As many of us work from home using Zoom conferencing and the phone, there has been a lot of concern about how to keep our social contacts and our work teams intact.

If we are all working remotely in our own homes and using the internet to communicate, how can we continue to hold the conversations that matter, forge personal connections, and move work forward? After confronting my own frustrations with the challenges of remote communication, I started to consider how we already suffer from so much miscommunication in “normal,” real-life, face-to-face communication. I suspect most of the challenging communication issues we complain about today have nothing to do with online conversations.

What exactly is a conversation? Conversations are not about exchanging information. They are about forming relationships so that specialists can work together. Conversations are about understanding the concerns of your clients and their user groups and how you might best satisfy them. Conversations allow you to explore possibilities for future action and the creation of new worlds (particularly important in architecture). Nothing can happen in any human endeavor except through conversation – Conversations for Action allow teams to make reliable promises to each other that move the work forward in the right direction.

As Lean consultants, we spend most of our coaching helping clients have the right conversations, which sounds easy enough. But this is usually where most problems lie. Project specialists are having the wrong conversations about the wrong topics with the wrong people – or worse, don’t have the necessary conversations at all. We assume we have a commitment, then get disappointed when others don’t perform as expected. We assume everyone has a similar background and hears our message as it was intended, then are surprised when they are disappointed in what we deliver.

Architects are particularly notorious for this. We show our clients drawings that are clear to us, we may even show them physical mock-ups, but we often know – even at the moment clients are nodding their heads – that they don’t fully understand what they are looking at. One owner-client noted that there were actual tears when a new lab opened and workers saw the filing system for the lab samples – they were confronted with a filing system for legal papers, not lab samples. The designers insisted that the manufacturer recommended the system and the users approved it – and even signed off on it! Fine, but they clearly didn’t know what they were getting.

Another architect was frustrated with a hospital client – as they were building the project, users kept asking for changes, complaining that “This is not what we want.” This team had created mockups that were approved, but still – somehow alignment wasn’t achieved.

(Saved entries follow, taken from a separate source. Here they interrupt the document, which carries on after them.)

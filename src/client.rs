use async_trait::async_trait;
use serde::de::DeserializeOwned;
use serde_json::json;

use crate::{
    api::{PaymentAPI, QuoteAPI, RouteAPI},
    entities::{PaymentIntent, PaymentIntentRecord, Quote, RouteSummary},
    error::{missing_input_error, upstream_error, Error},
};

/// Talks to a running TaxiLuxe server over HTTP.
#[derive(Clone, Debug)]
pub struct ApiClient {
    client: reqwest::Client,
    base_url: String,
}

impl ApiClient {
    pub fn new(base_url: impl Into<String>) -> Self {
        Self {
            client: reqwest::Client::new(),
            base_url: base_url.into(),
        }
    }

    fn url(&self, path: &str) -> String {
        format!("{}{}", self.base_url.trim_end_matches('/'), path)
    }
}

/// Decodes a success body, or turns the server's `{code, error}` body back
/// into the error it was rendered from.
async fn decode<T: DeserializeOwned>(res: reqwest::Response) -> Result<T, Error> {
    let status = res.status();

    if status.is_success() {
        return Ok(res.json().await?);
    }

    match res.json::<Error>().await {
        Ok(err) => Err(err),
        Err(_) => {
            tracing::warn!(%status, "server returned an unreadable error body");
            Err(upstream_error())
        }
    }
}

#[async_trait]
impl RouteAPI for ApiClient {
    #[tracing::instrument(skip(self))]
    async fn find_route(&self, pickup: &str, dropoff: &str) -> Result<RouteSummary, Error> {
        let res = self
            .client
            .post(self.url("/api/route"))
            .json(&json!({ "pickup": pickup, "dropoff": dropoff }))
            .send()
            .await?;

        decode(res).await
    }
}

#[async_trait]
impl QuoteAPI for ApiClient {
    #[tracing::instrument(skip(self))]
    async fn create_quote(&self, pickup: &str, dropoff: &str) -> Result<Quote, Error> {
        // checked locally so an incomplete form never reaches the network
        if pickup.trim().is_empty() || dropoff.trim().is_empty() {
            return Err(missing_input_error("pickup and dropoff addresses"));
        }

        let route = self.find_route(pickup, dropoff).await?;

        Quote::from_route(&route)
    }
}

#[async_trait]
impl PaymentAPI for ApiClient {
    #[tracing::instrument(skip(self))]
    async fn create_payment_intent(
        &self,
        amount: i64,
        currency: &str,
    ) -> Result<PaymentIntent, Error> {
        let res = self
            .client
            .post(self.url("/api/payment/create-payment-intent"))
            .json(&json!({ "amount": amount, "currency": currency }))
            .send()
            .await?;

        decode(res).await
    }

    #[tracing::instrument(skip(self))]
    async fn list_payment_history(&self) -> Result<Vec<PaymentIntentRecord>, Error> {
        let res = self
            .client
            .get(self.url("/api/payment/history"))
            .send()
            .await?;

        decode(res).await
    }
}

Designers subsequently look for recorded documentation proving that the design has been approved – we are usually very good at collecting signatures. But that is missing the point. If you have to search for documentation to prove your clients wanted what they do not want, you have already lost. Let’s ask instead: What conversation was missing, that the architect didn’t design an option his clients could really use? Or, why couldn’t the clients confidently choose the option that would work best?

It is very difficult for the lay person to translate needs into physical space. One project in my past reminds me of both the hazards of missed communication and the wonder of giving a client what they didn’t know they needed because you understood and could address their concerns. Count the missing conversations (and the missed opportunities). How can we communicate better, face-to-face or not? Why did these conversations not take place? In your own projects, consider what conversations you have engaged in that didn’t bring clarity and which conversations were simply missing in action.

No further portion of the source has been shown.